Berlin-Neukölln

Eine türkische Männergruppe und der Nahostkonflikt

Der Hermannplatz ist der bekannteste Fleck in Berlin-Neukölln. Foto: picture alliance / Caro

Die meisten Stühle bleiben leer an diesem Abend beim Berliner Verein »Aufbruch Neukölln«, der in einer dunklen Seitenstraße des Problembezirks Neukölln liegt. Es ist eine kalte und regnerische Nacht, einige Männer haben sich krank gemeldet. Die vier anwesenden Teilnehmer, zwischen Mitte 30 und 80, haben alle türkischen Migrationshintergrund. Ihre Gesichter sind ernst. Nicht alle sprechen Deutsch.
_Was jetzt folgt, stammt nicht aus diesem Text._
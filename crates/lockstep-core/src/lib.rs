//! Lockstep restore engine
//!
//! Turns a [`DependencyGraphSpec`](lockstep_model::DependencyGraphSpec) into
//! exact package versions per project and target framework, then persists the
//! decision:
//! - `project.assets.json`, the asset manifest build tooling consumes
//! - `packages.lock.json`, the reviewable pin file
//! - `<project>.restore.cache`, the no-op fingerprint
//!
//! # Example
//!
//! ```no_run
//! use lockstep_config::{PackageSource, RestoreSettings};
//! use lockstep_core::{RestoreRunner, StaticProvider, StaticProviderFactory};
//! use lockstep_model::DependencyGraphSpec;
//! use std::sync::Arc;
//! use tokio_util::sync::CancellationToken;
//!
//! # async fn run(graph: DependencyGraphSpec) -> lockstep_core::RestoreResult<()> {
//! let source = PackageSource::new("local", "memory://local");
//! let factory = StaticProviderFactory::new().with_provider(StaticProvider::new(source.clone()));
//! let settings = RestoreSettings::new("/tmp/packages").with_sources(vec![source]);
//!
//! let runner = RestoreRunner::new(settings, Arc::new(factory));
//! for summary in runner.run(&graph, CancellationToken::new()).await? {
//!     println!("{}: {:?}", summary.project, summary.status);
//! }
//! # Ok(())
//! # }
//! ```

pub mod asset_manifest;
pub mod content;
pub mod error;
pub mod fs;
pub mod graph;
pub mod integrity;
pub mod lockfile;
pub mod noop;
pub mod provider;
pub mod resolver;
pub mod restore;
pub mod summary;

pub use asset_manifest::{AssetManifest, LibraryEntry, ASSETS_FILE_NAME};
pub use content::{ContentCache, ContentError};
pub use error::{RestoreError, RestoreResult};
pub use graph::{
    AssetGroups, DependencyType, LibraryKind, ResolvedGraph, ResolvedLibrary, ResolvedTarget,
};
pub use lockfile::{LockEntry, LockFile, LockOutcome, LockReconciler, LockState, LockTarget};
pub use noop::{CacheFile, NoOpCache};
pub use provider::{
    PackageDependency, PackageInfo, PackageProvider, ProviderCache, ProviderError,
    ProviderFactory, ProviderResult, SourceRepository, StaticProvider, StaticProviderFactory,
};
pub use resolver::{Conflict, FrameworkResolution, GraphResolver, LockedVersions};
pub use restore::{restore, RestoreRunner};
pub use summary::{RestoreStatus, RestoreSummary};
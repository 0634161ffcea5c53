//! Solution-wide restore
//!
//! [`RestoreRunner::run`] restores every project named in a
//! [`DependencyGraphSpec`]'s `restore` list. Per project:
//!
//! 1. spec validation and closure checks
//! 2. no-op check against the previous fingerprint
//! 3. resolution of every target framework
//! 4. content installation into the local cache
//! 5. integrity validation against the lock file's recorded hashes
//! 6. lock file reconciliation
//! 7. asset manifest and lock file writes, only when nothing failed
//! 8. the no-op cache entry for the next run
//!
//! Problems with a project end up in its [`RestoreSummary`], disk failures
//! while restoring it included. Only API misuse, reference cycles and
//! failures before any project starts are `Err`.

use crate::asset_manifest::{assets_file_path, AssetManifest};
use crate::content::{ContentCache, ContentError};
use crate::error::{RestoreError, RestoreResult};
use crate::graph::ResolvedGraph;
use crate::integrity;
use crate::lockfile::{LockFile, LockReconciler, PackageKey};
use crate::noop::{CacheFile, NoOpCache};
use crate::provider::{ProviderCache, ProviderError, ProviderFactory, SourceRepository};
use crate::resolver::GraphResolver;
use crate::summary::RestoreSummary;
use futures::stream::{self, StreamExt};
use lockstep_config::RestoreSettings;
use lockstep_model::{DependencyGraphSpec, Diagnostic, ErrorCode, Validator};
use std::collections::{BTreeSet, HashMap};
use std::sync::Arc;
use tokio_util::sync::CancellationToken;
use tracing::{debug, info, warn};

/// State shared by the projects of one `run`
struct RunContext {
    graph: Arc<DependencyGraphSpec>,
    repository: Arc<SourceRepository>,
    content: Arc<ContentCache>,
    resolver: Arc<GraphResolver>,
    reconcilers: HashMap<String, LockReconciler>,
    cancel: CancellationToken,
}

/// Why installation stopped
enum InstallStop {
    Cancelled,
    Failed(RestoreError),
}

/// Runs restores against one configuration and provider factory
pub struct RestoreRunner {
    settings: RestoreSettings,
    factory: Arc<dyn ProviderFactory>,
    noop: Arc<NoOpCache>,
}

impl RestoreRunner {
    pub fn new(settings: RestoreSettings, factory: Arc<dyn ProviderFactory>) -> Self {
        Self {
            settings,
            factory,
            noop: Arc::new(NoOpCache::new()),
        }
    }

    /// Share a no-op cache with other runners or observers
    pub fn with_noop_cache(mut self, noop: Arc<NoOpCache>) -> Self {
        self.noop = noop;
        self
    }

    pub fn settings(&self) -> &RestoreSettings {
        &self.settings
    }

    pub fn noop_cache(&self) -> &Arc<NoOpCache> {
        &self.noop
    }

    /// Restore every project in `graph.restore`; summaries follow that order
    pub async fn run(
        &self,
        graph: &DependencyGraphSpec,
        cancel: CancellationToken,
    ) -> RestoreResult<Vec<RestoreSummary>> {
        if let Some(unknown) = graph.restore.iter().find(|n| graph.project(n).is_none()) {
            return Err(RestoreError::UnknownProject(unknown.clone()));
        }
        graph.ensure_acyclic()?;

        let context = self.context(graph, cancel)?;

        let mut requested: Vec<&str> = Vec::new();
        for name in &graph.restore {
            if !requested.contains(&name.as_str()) {
                requested.push(name);
            }
        }
        let outcomes =
            futures::future::join_all(requested.iter().map(|name| self.restore_project(&context, name)))
                .await;

        let mut by_name: HashMap<&str, RestoreSummary> = HashMap::new();
        for (name, outcome) in requested.iter().zip(outcomes) {
            let summary = match outcome {
                Ok(summary) => summary,
                Err(err @ (RestoreError::UnknownProject(_) | RestoreError::GraphSpec(_))) => {
                    return Err(err)
                }
                Err(err) => {
                    warn!(project = %name, error = %err, "restore aborted");
                    let diagnostic = Diagnostic::new(ErrorCode::IoFailure, err.to_string());
                    RestoreSummary::finished(*name, false, 0, vec![diagnostic])
                }
            };
            by_name.insert(*name, summary);
        }
        Ok(graph
            .restore
            .iter()
            .filter_map(|name| by_name.get(name.as_str()).cloned())
            .collect())
    }

    fn context(&self, graph: &DependencyGraphSpec, cancel: CancellationToken) -> RestoreResult<RunContext> {
        let graph = Arc::new(graph.clone());
        let settings_key = format!(
            "{:?}|{}",
            self.settings.source_selection,
            self.settings.packages_path.display()
        );
        let providers = Arc::new(ProviderCache::new(Arc::clone(&self.factory), settings_key));
        let repository = Arc::new(SourceRepository::new(
            providers,
            self.settings.sources.clone(),
            self.settings.source_selection,
        ));

        let mut in_scope: BTreeSet<String> = BTreeSet::new();
        for name in &graph.restore {
            for spec in graph.closure(name)?.projects {
                in_scope.insert(spec.unique_name().to_string());
            }
        }

        let mut resolver = GraphResolver::new(
            Arc::clone(&graph),
            Arc::clone(&repository),
            self.settings.max_parallelism,
            cancel.clone(),
        );
        let mut reconcilers = HashMap::new();
        for name in in_scope {
            let Some(spec) = graph.project(&name) else {
                continue;
            };
            let reconciler = LockReconciler::load(spec, &graph, self.settings.force_locked_mode)?;
            if let Some(hints) = reconciler.hints() {
                resolver = resolver.with_locked_versions(name.clone(), hints);
            }
            reconcilers.insert(name, reconciler);
        }

        Ok(RunContext {
            content: Arc::new(ContentCache::new(&self.settings.packages_path)),
            resolver: Arc::new(resolver),
            graph,
            repository,
            reconcilers,
            cancel,
        })
    }

    async fn restore_project(&self, ctx: &RunContext, name: &str) -> RestoreResult<RestoreSummary> {
        let spec = ctx
            .graph
            .project(name)
            .ok_or_else(|| RestoreError::UnknownProject(name.to_string()))?;

        if let Err(errors) = Validator::validate(spec) {
            let diagnostics = errors
                .iter()
                .map(|e| Diagnostic::new(ErrorCode::InvalidSpec, e.to_string()).with_library(&spec.name))
                .collect();
            let summary = RestoreSummary::finished(name, false, 0, diagnostics);
            info!(project = %name, "project spec is invalid");
            return Ok(summary);
        }
        if ctx.cancel.is_cancelled() {
            return Ok(RestoreSummary::cancelled(name));
        }

        let fingerprint = NoOpCache::fingerprint(&ctx.graph, spec, &self.settings)?;
        if let Some(cached) = self.noop.check(spec, &fingerprint)? {
            info!(project = %name, "no-op restore");
            return Ok(RestoreSummary::finished(name, true, 0, cached.diagnostics));
        }

        let mut diagnostics: Vec<Diagnostic> = ctx
            .graph
            .closure(name)?
            .missing
            .into_iter()
            .filter(|m| m.from != name)
            .map(|m| {
                Diagnostic::new(
                    ErrorCode::MissingProjectReference,
                    format!(
                        "Project '{}' references '{}', which is not in the restore graph",
                        m.from, m.to
                    ),
                )
                .with_library(m.to)
            })
            .collect();

        let resolutions = ctx.resolver.resolve_project(name).await;
        if resolutions.iter().any(|r| r.cancelled) {
            info!(project = %name, "restore cancelled");
            return Ok(RestoreSummary::cancelled(name));
        }
        for resolution in &resolutions {
            diagnostics.extend(resolution.diagnostics.iter().cloned());
        }
        let graph = ResolvedGraph::new(resolutions.iter().map(|r| r.target.clone()).collect());

        let mut install_count = 0;
        let mut hashes: HashMap<PackageKey, String> = HashMap::new();
        if !has_errors(&diagnostics) {
            match self.install(ctx, &graph, &mut diagnostics).await {
                Ok(count) => install_count = count,
                Err(InstallStop::Cancelled) => return Ok(RestoreSummary::cancelled(name)),
                Err(InstallStop::Failed(err)) => return Err(err),
            }
        }
        if !has_errors(&diagnostics) {
            hashes = integrity::compute_hashes(ctx.content.clone(), graph.package_identities()).await?;
            if ctx.cancel.is_cancelled() {
                return Ok(RestoreSummary::cancelled(name));
            }
            let recorded = ctx
                .reconcilers
                .get(name)
                .and_then(|r| r.persisted())
                .map(LockFile::content_hashes)
                .unwrap_or_default();
            diagnostics.extend(integrity::validate(&recorded, &hashes));
        }

        let lock = LockFile::from_graph(&graph, &hashes);
        let outcome = ctx
            .reconcilers
            .get(name)
            .map(|r| r.reconcile(&lock))
            .unwrap_or_default();
        diagnostics.extend(outcome.diagnostics);

        let diagnostics = lockstep_model::normalize(diagnostics);
        let success = !has_errors(&diagnostics);
        if success {
            AssetManifest::new(&graph, spec, &hashes, diagnostics.clone())
                .write(&assets_file_path(spec))?;
            if outcome.write {
                if let Some(reconciler) = ctx.reconcilers.get(name) {
                    if lock.save(reconciler.path())? {
                        debug!(project = %name, path = %reconciler.path().display(), "lock file written");
                    }
                }
            }
        }

        let mut cache = CacheFile::new(
            spec,
            NoOpCache::fingerprint(&ctx.graph, spec, &self.settings)?,
            success,
        );
        cache.expected_package_files = graph
            .package_identities()
            .iter()
            .map(|(id, version)| ctx.content.package_file(id, version))
            .collect();
        cache.diagnostics = diagnostics.clone();
        self.noop.write(spec, &cache)?;

        let summary = RestoreSummary::finished(name, false, install_count, diagnostics);
        if summary.success {
            info!(project = %name, installed = install_count, "restore succeeded");
        } else {
            info!(project = %name, errors = ?summary.error_codes(), "restore failed");
        }
        Ok(summary)
    }

    /// Install every package of `graph` missing from the content cache
    async fn install(
        &self,
        ctx: &RunContext,
        graph: &ResolvedGraph,
        diagnostics: &mut Vec<Diagnostic>,
    ) -> Result<usize, InstallStop> {
        let results: Vec<Result<Result<bool, Diagnostic>, InstallStop>> =
            stream::iter(graph.package_identities())
                .map(|(id, version)| async move {
                    if ctx.cancel.is_cancelled() {
                        return Err(InstallStop::Cancelled);
                    }
                    let location = match ctx.repository.locate(&id, &version).await {
                        Ok(Some(location)) => location,
                        Ok(None) => {
                            return Ok(Err(Diagnostic::new(
                                ErrorCode::UnresolvedPackage,
                                format!("Package {} {} is no longer offered by any source", id, version),
                            )
                            .with_library(id)))
                        }
                        Err(err) => return Ok(Err(install_diagnostic(&err))),
                    };
                    match ctx.content.ensure(&ctx.repository, &location).await {
                        Ok(installed) => Ok(Ok(installed)),
                        Err(ContentError::Provider(err)) => Ok(Err(install_diagnostic(&err))),
                        Err(ContentError::Restore(err)) => Err(InstallStop::Failed(err)),
                    }
                })
                .buffer_unordered(self.settings.max_parallelism.max(1))
                .collect()
                .await;

        let mut installed = 0;
        for result in results {
            match result? {
                Ok(true) => installed += 1,
                Ok(false) => {}
                Err(diagnostic) => diagnostics.push(diagnostic),
            }
        }
        if ctx.cancel.is_cancelled() {
            return Err(InstallStop::Cancelled);
        }
        Ok(installed)
    }
}

fn has_errors(diagnostics: &[Diagnostic]) -> bool {
    diagnostics.iter().any(Diagnostic::is_error)
}

fn install_diagnostic(err: &ProviderError) -> Diagnostic {
    warn!(error = %err, "package download failed");
    match err {
        ProviderError::PackageNotFound { id, .. } => {
            Diagnostic::new(ErrorCode::UnresolvedPackage, err.to_string()).with_library(id)
        }
        _ => Diagnostic::new(ErrorCode::SourceUnavailable, err.to_string()),
    }
}

/// Convenience for a one-off restore with a fresh runner
pub async fn restore(
    graph: &DependencyGraphSpec,
    settings: RestoreSettings,
    factory: Arc<dyn ProviderFactory>,
    cancel: CancellationToken,
) -> RestoreResult<Vec<RestoreSummary>> {
    RestoreRunner::new(settings, factory).run(graph, cancel).await
}

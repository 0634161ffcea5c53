//! Lockstep configuration system
//!
//! Provides the settings a restore run needs:
//! - Project configuration (lockstep.toml)
//! - Global user configuration (~/.lockstep/config.toml)
//! - Package source lists
//! - Logging bootstrap
//!
//! # Configuration Hierarchy
//!
//! Configuration is loaded and merged in the following order (later overrides earlier):
//! 1. Global config (~/.lockstep/config.toml)
//! 2. Project config (./lockstep.toml)
//! 3. Environment variables (LOCKSTEP_*)
//! 4. Explicit settings from the caller
//!
//! # Example
//!
//! ```no_run
//! use lockstep_config::ConfigLoader;
//! use std::path::Path;
//!
//! let mut loader = ConfigLoader::new();
//! let config = loader.load_from_directory(Path::new(".")).unwrap();
//! let settings = config.restore_settings();
//! ```

pub mod global;
pub mod loader;
pub mod logging;
pub mod project;
pub mod sources;

use std::path::PathBuf;
use thiserror::Error;

/// Configuration errors
#[derive(Error, Debug)]
pub enum ConfigError {
    #[error("Configuration file not found: {0}")]
    NotFound(PathBuf),

    #[error("Failed to read configuration file: {0}")]
    IoError(#[from] std::io::Error),

    #[error("Invalid TOML syntax in {file}: {error}")]
    TomlParseError {
        file: PathBuf,
        error: toml::de::Error,
    },

    #[error("Invalid value for '{field}': {reason}")]
    InvalidValue { field: String, reason: String },

    #[error("Duplicate package source name: {0}")]
    DuplicateSource(String),

    #[error("Failed to initialize logging: {0}")]
    Logging(String),

    #[error("Home directory not found")]
    HomeNotFound,
}

/// Result type for configuration operations
pub type ConfigResult<T> = Result<T, ConfigError>;

// Re-export main types
pub use global::GlobalConfig;
pub use loader::{Config, ConfigLoader, RestoreSettings};
pub use logging::{init_tracing, LogFormat, LoggingConfig};
pub use project::ProjectConfig;
pub use sources::{PackageSource, SourceSelection};
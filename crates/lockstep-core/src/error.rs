//! Hard failures of the restore API
//!
//! Problems with a project's dependencies are reported as
//! [`Diagnostic`](lockstep_model::Diagnostic)s inside a
//! [`RestoreSummary`](crate::RestoreSummary). `RestoreError` is reserved for
//! misuse of the API and for failures that leave no project to report on.

use lockstep_model::GraphSpecError;
use std::path::PathBuf;
use thiserror::Error;

#[derive(Debug, Error)]
pub enum RestoreError {
    #[error("Project '{0}' is listed for restore but has no spec in the graph")]
    UnknownProject(String),

    #[error(transparent)]
    GraphSpec(#[from] GraphSpecError),

    #[error("I/O error at {path}: {source}")]
    Io {
        path: PathBuf,
        #[source]
        source: std::io::Error,
    },

    #[error("Failed to serialize {what}: {source}")]
    Json {
        what: &'static str,
        #[source]
        source: serde_json::Error,
    },

    #[error("Background task failed: {0}")]
    Task(String),
}

pub type RestoreResult<T> = Result<T, RestoreError>;

impl RestoreError {
    pub(crate) fn io(path: impl Into<PathBuf>, source: std::io::Error) -> Self {
        RestoreError::Io {
            path: path.into(),
            source,
        }
    }

    pub(crate) fn json(what: &'static str, source: serde_json::Error) -> Self {
        RestoreError::Json { what, source }
    }
}
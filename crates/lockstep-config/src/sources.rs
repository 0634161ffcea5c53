//! Package source lists
//!
//! The restore core treats the source list as an opaque, ordered list. How it
//! is assembled (global config, project config, caller overrides) is decided
//! here and nowhere else.

use crate::{ConfigError, ConfigResult};
use serde::{Deserialize, Serialize};
use std::collections::HashSet;
use std::fmt;

/// A package source entry (`[[sources]]`)
#[derive(Debug, Clone, Serialize, Deserialize, PartialEq, Eq, Hash, PartialOrd, Ord)]
#[serde(deny_unknown_fields)]
pub struct PackageSource {
    /// Unique display name
    pub name: String,

    /// Feed location (URL or local folder)
    pub url: String,

    /// Disabled sources stay in the list but are never queried
    #[serde(default = "default_enabled")]
    pub enabled: bool,
}

fn default_enabled() -> bool {
    true
}

impl PackageSource {
    pub fn new(name: impl Into<String>, url: impl Into<String>) -> Self {
        Self {
            name: name.into(),
            url: url.into(),
            enabled: true,
        }
    }

    /// Key used to memoize providers built for this source
    pub fn cache_key(&self) -> String {
        format!("{}|{}", self.name, self.url)
    }
}

impl fmt::Display for PackageSource {
    fn fmt(&self, f: &mut fmt::Formatter<'_>) -> fmt::Result {
        write!(f, "{} ({})", self.name, self.url)
    }
}

/// How versions offered by several sources are merged
#[derive(Debug, Clone, Copy, Serialize, Deserialize, PartialEq, Eq, Hash, Default)]
#[serde(rename_all = "kebab-case")]
pub enum SourceSelection {
    /// Union of every source; the highest satisfying version wins
    #[default]
    HighestVersion,
    /// The first source listing any version of a package is authoritative
    SourceOrder,
}

impl SourceSelection {
    pub fn parse(value: &str) -> Option<Self> {
        match value.to_ascii_lowercase().as_str() {
            "highest-version" | "highest" => Some(Self::HighestVersion),
            "source-order" | "ordered" => Some(Self::SourceOrder),
            _ => None,
        }
    }
}

/// Validate a source list: names and urls must be set and names unique
pub fn validate_sources(sources: &[PackageSource]) -> ConfigResult<()> {
    let mut seen = HashSet::new();
    for (idx, source) in sources.iter().enumerate() {
        if source.name.trim().is_empty() {
            return Err(ConfigError::InvalidValue {
                field: format!("sources[{}].name", idx),
                reason: "name cannot be empty".to_string(),
            });
        }
        if source.url.trim().is_empty() {
            return Err(ConfigError::InvalidValue {
                field: format!("sources[{}].url", idx),
                reason: "url cannot be empty".to_string(),
            });
        }
        if !seen.insert(source.name.to_ascii_lowercase()) {
            return Err(ConfigError::DuplicateSource(source.name.clone()));
        }
    }
    Ok(())
}

/// Merge two source lists. Entries in `overrides` replace same-named entries
/// in place; new names are appended, keeping the original order stable.
pub fn merge_sources(base: &[PackageSource], overrides: &[PackageSource]) -> Vec<PackageSource> {
    let mut merged = base.to_vec();
    for source in overrides {
        match merged
            .iter_mut()
            .find(|s| s.name.eq_ignore_ascii_case(&source.name))
        {
            Some(existing) => *existing = source.clone(),
            None => merged.push(source.clone()),
        }
    }
    merged
}
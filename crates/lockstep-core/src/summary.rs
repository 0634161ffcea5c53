//! Per-project restore outcome

use lockstep_model::{Diagnostic, ErrorCode};
use serde::{Deserialize, Serialize};

#[derive(Debug, Clone, Copy, PartialEq, Eq, Hash, Serialize, Deserialize)]
#[serde(rename_all = "lowercase")]
pub enum RestoreStatus {
    Succeeded,
    Failed,
    Cancelled,
}

/// What a restore did for one project
#[derive(Debug, Clone, PartialEq, Eq, Serialize, Deserialize)]
#[serde(rename_all = "camelCase")]
pub struct RestoreSummary {
    pub project: String,
    pub success: bool,
    pub no_op_restore: bool,
    pub install_count: usize,
    pub status: RestoreStatus,
    /// Errors and warnings, normalized
    pub errors: Vec<Diagnostic>,
}

impl RestoreSummary {
    /// Summary of a finished restore; success means no error diagnostics
    pub fn finished(
        project: impl Into<String>,
        no_op_restore: bool,
        install_count: usize,
        diagnostics: Vec<Diagnostic>,
    ) -> Self {
        let errors = lockstep_model::normalize(diagnostics);
        let cancelled = errors.iter().any(|d| d.code == ErrorCode::Cancelled);
        let success = !cancelled && !errors.iter().any(Diagnostic::is_error);
        Self {
            project: project.into(),
            success,
            no_op_restore: no_op_restore && success,
            install_count,
            status: if cancelled {
                RestoreStatus::Cancelled
            } else if success {
                RestoreStatus::Succeeded
            } else {
                RestoreStatus::Failed
            },
            errors,
        }
    }

    pub fn cancelled(project: impl Into<String>) -> Self {
        let project = project.into();
        let diagnostic = Diagnostic::new(
            ErrorCode::Cancelled,
            format!("Restore of '{}' was cancelled", project),
        );
        Self::finished(project, false, 0, vec![diagnostic])
    }

    pub fn error_codes(&self) -> Vec<ErrorCode> {
        self.errors
            .iter()
            .filter(|d| d.is_error())
            .map(|d| d.code)
            .collect()
    }

    pub fn has_error(&self, code: ErrorCode) -> bool {
        self.errors.iter().any(|d| d.code == code && d.is_error())
    }
}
2007 hat Kazim Erdogan diese bundesweit erste Selbsthilfegruppe für muslimische Männer gegründet. Rentner kommen, promovierte Akademiker, Leute mit und ohne abgeschlossene Berufsausbildung. Der 70-jährige Berliner Psychologe leitet die Gruppe, die sich einmal wöchentlich trifft, um etwa über Toleranz, gewaltfreie Erziehung oder die Rolle der Frau zu sprechen.

Auch aktuelle Themen diskutiert Erdogan immer wieder - etwa die Silvesterkrawalle im Kiez im vergangenen Jahr gegen Polizei und Rettungskräfte. An diesem Abend ist - unangekündigt - der Krieg im Nahen Osten Thema. Und Antisemitismus auf deutschen Straßen.

Mit Jüdin verheiratet

Kazim Erdogan fragt: »Tarkan, kannst du verstehen, dass jüdische Menschen in Berlin oder Deutschland Angst haben?« Tarkan, 35 Jahre alt, Jeans und dunkle Sportjacke, sagt: »Ja, das kann ich. Aber nicht nur Juden müssen Angst haben.« Auch er müsse aufpassen. »Meine Frau, die Kopftuch trägt, wird regelmäßig in der Öffentlichkeit beleidigt«, berichtet der 35-Jährige. Überhaupt habe er den Eindruck, dass Migranten in Deutschland umso eher akzeptiert würden, wenn sie möglichst wenig »ausländisch« aussähen - wie etwa die Ukrainer.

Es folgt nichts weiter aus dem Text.